Increased copyright protections create similar problems of access to
knowledge goods, limiting the ability of many people around the world to
access print, audio, or visual works of education or entertainment that we
take for granted. These are only a few examples of the problem. There is a
need to pursue a development-oriented approach towards formulating IP laws
and policies rather than pursue an iconoclastic approach of IP for
development.

For the discussion on compulsory licensing scheduled for the 13-14 June
2017 meeting of the TRIPS Council, the proponents have proposed the
following points for consideration, including an exchange of state practice.

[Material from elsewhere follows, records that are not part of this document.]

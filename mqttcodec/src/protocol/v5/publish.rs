//! PUBLISH decoder.
//!
//! Besides the properties, PUBLISH is where topic aliases are resolved. The
//! decoder only reads the alias table; a new mapping is reported through
//! [`TopicAlias::new_mapping`] and applied by the decode driver once the
//! whole packet has been accepted.

use bytes::Bytes;

use super::super::property::{decode_properties, property_id};
use super::super::{codec, publish_flags, publish_packet_id};
use crate::dispatch::DecodeContext;
use crate::error::{DecodeError, DecodeResult};
use crate::packet::{Packet, Publish, PublishMessage, TopicAlias};
use crate::reason::DisconnectReasonCode;
use crate::topic::read_topic_name;
use crate::types::{FixedHeader, MqttString, PayloadFormat, UserProperty};

/// Topic length and properties length.
const MIN_REMAINING_LENGTH: usize = 3;

#[derive(Default)]
struct Properties {
    message_expiry_interval: Option<u32>,
    payload_format: Option<u8>,
    content_type: Option<MqttString>,
    response_topic: Option<MqttString>,
    correlation_data: Option<Bytes>,
    topic_alias: Option<u16>,
    subscription_identifiers: Vec<u32>,
    user_properties: Vec<UserProperty>,
}

impl Properties {
    fn decode(&mut self, id: u32, buf: &mut Bytes) -> DecodeResult<()> {
        match id {
            property_id::MESSAGE_EXPIRY_INTERVAL => {
                codec::u32_only_once(&mut self.message_expiry_interval, "message expiry interval", buf)?;
            }
            property_id::PAYLOAD_FORMAT_INDICATOR => {
                let indicator = codec::u8_only_once(&mut self.payload_format, "payload format indicator", buf)?;
                if PayloadFormat::from_u8(indicator).is_none() {
                    return Err(DecodeError::malformed(format!(
                        "wrong payload format indicator: {indicator}"
                    )));
                }
            }
            property_id::CONTENT_TYPE => {
                codec::utf8_only_once(&mut self.content_type, "content type", buf)?;
            }
            property_id::RESPONSE_TOPIC => {
                if self.response_topic.is_some() {
                    return Err(DecodeError::more_than_once("response topic"));
                }
                let topic = read_topic_name(buf, "response topic")?.ok_or_else(|| {
                    DecodeError::new(DisconnectReasonCode::TopicNameInvalid, "malformed response topic")
                })?;
                self.response_topic = Some(topic);
            }
            property_id::CORRELATION_DATA => {
                codec::binary_only_once(&mut self.correlation_data, "correlation data", buf)?;
            }
            property_id::TOPIC_ALIAS => {
                codec::non_zero_u16_only_once(&mut self.topic_alias, "topic alias", buf)?;
            }
            property_id::SUBSCRIPTION_IDENTIFIER => {
                codec::repeatable_variable_int(&mut self.subscription_identifiers, "subscription identifier", buf)?;
            }
            // User properties on PUBLISH belong to the application message and
            // are not problem information.
            property_id::USER_PROPERTY => {
                codec::user_property(&mut self.user_properties, buf)?;
            }
            _ => return Err(DecodeError::wrong_property(id)),
        }
        Ok(())
    }
}

fn alias_invalid(message: &str) -> DecodeError {
    DecodeError::new(DisconnectReasonCode::TopicAliasInvalid, message)
}

/// Resolve the topic name against the alias table.
fn resolve_topic(
    topic: Option<MqttString>,
    alias: Option<u16>,
    ctx: &DecodeContext,
) -> DecodeResult<(MqttString, Option<TopicAlias>)> {
    let Some(alias) = alias else {
        let topic =
            topic.ok_or_else(|| alias_invalid("topic alias must be present if topic name is zero length"))?;
        return Ok((topic, None));
    };

    if !ctx.topic_aliases.is_valid(alias) {
        return Err(alias_invalid("topic alias must not exceed topic alias maximum"));
    }

    match topic {
        Some(topic) => Ok((topic, Some(TopicAlias { alias, new_mapping: true }))),
        None => {
            let topic = ctx
                .topic_aliases
                .get(alias)
                .cloned()
                .ok_or_else(|| alias_invalid("topic alias has no mapping"))?;
            Ok((topic, Some(TopicAlias { alias, new_mapping: false })))
        }
    }
}

pub(crate) fn decode(header: &FixedHeader, mut body: Bytes, ctx: &DecodeContext) -> DecodeResult<Packet> {
    let (dup, qos, retain) = publish_flags(header.flags)?;

    if body.len() < MIN_REMAINING_LENGTH {
        return Err(DecodeError::too_short());
    }

    let topic = read_topic_name(&mut body, "topic")?;
    let packet_id = publish_packet_id(qos, &mut body)?;

    let mut props = Properties::default();
    decode_properties(&mut body, |id, buf| props.decode(id, buf))?;

    let (topic, topic_alias) = resolve_topic(topic, props.topic_alias, ctx)?;

    let payload_format = props.payload_format.and_then(PayloadFormat::from_u8);
    let payload = body;
    if ctx.validate_payload_format
        && payload_format == Some(PayloadFormat::Utf8)
        && std::str::from_utf8(&payload).is_err()
    {
        return Err(DecodeError::new(
            DisconnectReasonCode::PayloadFormatInvalid,
            "payload is not valid UTF-8",
        ));
    }

    Ok(Packet::Publish(Publish {
        message: PublishMessage {
            topic,
            payload,
            qos,
            retain,
            message_expiry_interval: props.message_expiry_interval,
            payload_format,
            content_type: props.content_type,
            response_topic: props.response_topic,
            correlation_data: props.correlation_data,
            user_properties: props.user_properties,
        },
        packet_id,
        dup,
        topic_alias,
        subscription_identifiers: props.subscription_identifiers,
    }))
}

#[cfg(test)]
mod tests {
    use super::*;
    use crate::testing::{decode_with as run_with, prefixed, prefixed_property, user_property, with_properties};
    use crate::topic::TopicAliasTable;
    use crate::types::QoS;

    fn ctx_with_aliases(maximum: u16) -> DecodeContext {
        DecodeContext {
            topic_aliases: TopicAliasTable::new(maximum),
            ..Default::default()
        }
    }

    fn publish(first_byte: u8, body: &[u8], ctx: &DecodeContext) -> DecodeResult<Publish> {
        run_with(decode, first_byte, body, ctx).map(|packet| match packet {
            Packet::Publish(publish) => publish,
            other => panic!("Expected Publish, got {:?}", other),
        })
    }

    fn head(topic: &str, packet_id: Option<u16>) -> Vec<u8> {
        let mut out = prefixed(topic.as_bytes());
        if let Some(id) = packet_id {
            out.extend_from_slice(&id.to_be_bytes());
        }
        out
    }

    #[test]
    fn test_all_properties() {
        let mut props = vec![0x02, 0x00, 0x00, 0x00, 0x3C, 0x01, 0x01];
        props.extend(prefixed_property(0x03, b"text/plain"));
        props.extend(prefixed_property(0x08, b"reply/to"));
        props.extend(prefixed_property(0x09, &[1, 2, 3]));
        props.extend(user_property("k", "v1"));
        props.extend([0x0B, 0x05, 0x0B, 0x80, 0x01]);
        props.extend(user_property("k", "v2"));

        let body = with_properties(&head("room/1", Some(9)), &props, b"hi");
        let publish = publish(0x3D, &body, &DecodeContext::default()).unwrap();

        assert!(publish.dup);
        assert_eq!(publish.packet_id, Some(9));
        assert_eq!(publish.subscription_identifiers, vec![5, 128]);
        assert_eq!(publish.topic_alias, None);

        let message = publish.into_message();
        assert_eq!(message.topic, "room/1");
        assert_eq!(message.qos, QoS::ExactlyOnce);
        assert!(message.retain);
        assert_eq!(message.message_expiry_interval, Some(60));
        assert_eq!(message.payload_format, Some(PayloadFormat::Utf8));
        assert_eq!(message.content_type.unwrap(), "text/plain");
        assert_eq!(message.response_topic.unwrap(), "reply/to");
        assert_eq!(&message.correlation_data.unwrap()[..], &[1, 2, 3]);
        assert_eq!(message.user_properties.len(), 2);
        assert_eq!(message.user_properties[1].value, "v2");
        assert_eq!(&message.payload[..], b"hi");
    }

    #[test]
    fn test_qos0_has_no_packet_id() {
        let body = with_properties(&head("t", None), &[], &[0xAB]);
        let publish = publish(0x30, &body, &DecodeContext::default()).unwrap();
        assert_eq!(publish.packet_id, None);
        assert_eq!(&publish.message.payload[..], &[0xAB]);
    }

    #[test]
    fn test_empty_payload() {
        let body = with_properties(&head("t", Some(1)), &[], &[]);
        let publish = publish(0x32, &body, &DecodeContext::default()).unwrap();
        assert!(publish.message.payload.is_empty());
    }

    #[test]
    fn test_topic_alias_new_mapping() {
        let ctx = ctx_with_aliases(3);
        let body = with_properties(&head("a/b", None), &[0x23, 0x00, 0x03], &[]);
        let publish = publish(0x30, &body, &ctx).unwrap();
        assert_eq!(publish.topic_alias, Some(TopicAlias { alias: 3, new_mapping: true }));
        assert_eq!(publish.message.topic, "a/b");
    }

    #[test]
    fn test_topic_alias_lookup() {
        let mut ctx = ctx_with_aliases(3);
        ctx.topic_aliases.set(2, MqttString::new("mapped").unwrap());

        let body = with_properties(&head("", None), &[0x23, 0x00, 0x02], &[]);
        let publish = publish(0x30, &body, &ctx).unwrap();
        assert_eq!(publish.message.topic, "mapped");
        assert_eq!(publish.topic_alias, Some(TopicAlias { alias: 2, new_mapping: false }));
    }

    #[test]
    fn test_topic_alias_errors() {
        let ctx = ctx_with_aliases(3);

        let unmapped = with_properties(&head("", None), &[0x23, 0x00, 0x01], &[]);
        let err = publish(0x30, &unmapped, &ctx).unwrap_err();
        assert_eq!(err.reason_code, DisconnectReasonCode::TopicAliasInvalid);

        let too_large = with_properties(&head("t", None), &[0x23, 0x00, 0x04], &[]);
        let err = publish(0x30, &too_large, &ctx).unwrap_err();
        assert_eq!(err.reason_code, DisconnectReasonCode::TopicAliasInvalid);

        let zero = with_properties(&head("t", None), &[0x23, 0x00, 0x00], &[]);
        let err = publish(0x30, &zero, &ctx).unwrap_err();
        assert_eq!(err.reason_code, DisconnectReasonCode::ProtocolError);

        let no_alias = with_properties(&head("", None), &[], &[]);
        let err = publish(0x30, &no_alias, &ctx).unwrap_err();
        assert_eq!(err.reason_code, DisconnectReasonCode::TopicAliasInvalid);
        assert_eq!(err.message, "topic alias must be present if topic name is zero length");
    }

    #[test]
    fn test_wildcard_topics() {
        for topic in ["a/#", "+/b", "a+b"] {
            let body = with_properties(&head(topic, None), &[], &[]);
            let err = publish(0x30, &body, &DecodeContext::default()).unwrap_err();
            assert_eq!(err.reason_code, DisconnectReasonCode::TopicNameInvalid);
        }

        let props = prefixed_property(0x08, b"reply/#");
        let body = with_properties(&head("t", None), &props, &[]);
        let err = publish(0x30, &body, &DecodeContext::default()).unwrap_err();
        assert_eq!(err.reason_code, DisconnectReasonCode::TopicNameInvalid);
    }

    #[test]
    fn test_invalid_flags() {
        let body = with_properties(&head("t", Some(1)), &[], &[]);
        let err = publish(0x36, &body, &DecodeContext::default()).unwrap_err();
        assert_eq!(err.reason_code, DisconnectReasonCode::MalformedPacket);

        let body = with_properties(&head("t", None), &[], &[]);
        let err = publish(0x38, &body, &DecodeContext::default()).unwrap_err();
        assert_eq!(err.reason_code, DisconnectReasonCode::ProtocolError);
    }

    #[test]
    fn test_subscription_identifier_zero() {
        let body = with_properties(&head("t", None), &[0x0B, 0x00], &[]);
        let err = publish(0x30, &body, &DecodeContext::default()).unwrap_err();
        assert_eq!(err.reason_code, DisconnectReasonCode::ProtocolError);
    }

    #[test]
    fn test_payload_format() {
        let body = with_properties(&head("t", None), &[0x01, 0x02], &[]);
        let err = publish(0x30, &body, &DecodeContext::default()).unwrap_err();
        assert_eq!(err.reason_code, DisconnectReasonCode::MalformedPacket);

        let body = with_properties(&head("t", None), &[0x01, 0x01], &[0xFF, 0xFE]);
        assert!(publish(0x30, &body, &DecodeContext::default()).is_ok());

        let ctx = DecodeContext {
            validate_payload_format: true,
            ..Default::default()
        };
        let err = publish(0x30, &body, &ctx).unwrap_err();
        assert_eq!(err.reason_code, DisconnectReasonCode::PayloadFormatInvalid);
    }

    #[test]
    fn test_duplicate_properties() {
        for prop in [
            vec![0x02, 0, 0, 0, 1],
            vec![0x01, 0],
            prefixed_property(0x03, b"x"),
            prefixed_property(0x08, b"x"),
            prefixed_property(0x09, b"x"),
            vec![0x23, 0, 1],
        ] {
            let mut props = prop.clone();
            props.extend(prop);
            let body = with_properties(&head("t", None), &props, &[]);
            let err = publish(0x30, &body, &ctx_with_aliases(3)).unwrap_err();
            assert_eq!(err.reason_code, DisconnectReasonCode::ProtocolError, "{:?}", err);
        }
    }

    #[test]
    fn test_too_short() {
        let err = publish(0x30, &[0x00, 0x01], &DecodeContext::default()).unwrap_err();
        assert_eq!(err.message, "remaining length too short");

        // Properties length points past the end of the packet.
        let err = publish(0x30, &[0x00, 0x01, b't', 0x03, 0x01], &DecodeContext::default()).unwrap_err();
        assert_eq!(err.message, "remaining length too short");
    }
}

11. Compulsory licensing occurs when a government allows someone else to
produce the patented product or process without the consent of the patent
owner.9 Article 31 TRIPS lays down a set of conditions for issuing
compulsory licenses of patents. The Doha Declaration on the TRIPS Agreement
and Public Health states that, "Each Member has the right to grant
compulsory licenses and the freedom to determine the grounds upon which
such licenses are granted". In spite of the clarity of this language, WTO
Members around the world seeking to make use of compulsory licences as a
tool to increase access to affordable medicines have faced various
challenges/barriers.

12. Some possible grounds for compulsory licensing are suggested in Article
5A of the Paris Convention (e.g. abuse of patent rights, including failure
of the patent holder to work the invention) and in Article 31 of the TRIPS
Agreement (e.g. national emergency and public non-commercial use) .
However, this list is not exhaustive. The Doha Declaration on the TRIPS
Agreement and Public Health confirmed what was already implicit in the
TRIPS Agreement – that WTO Members have the freedom to determine the
grounds upon which compulsory licenses are granted. They are thus not
limited to emergencies or other urgent situations, as is sometimes
mistakenly believed. A range of grounds have been set out in national laws
like (i) non-working or insufficient working, (ii) anti-competitive
practices, (iii) public interest, (iv) dependant and blocking patents, (v)
Government use.

13. The sponsors of this communication invite Members to share their
national experiences and examples of using compulsory licenses. The
information exchange could serve to enhance understanding of Members on
various grounds available for issue of compulsory licenses and problems
faced by Members while using them.

Guiding questions:

• What grounds are available in their national laws to issue compulsory
licenses?
• What are the difficulties faced by WTO Members in using compulsory
licenses, including constraints, such as insufficient or no manufacturing
capacities?
• How the measure of compulsory licence was used by governments to obtain
price reduction from patent holders?
• What was the result of using compulsory licenses in terms of price and
access to affordable products and technologies?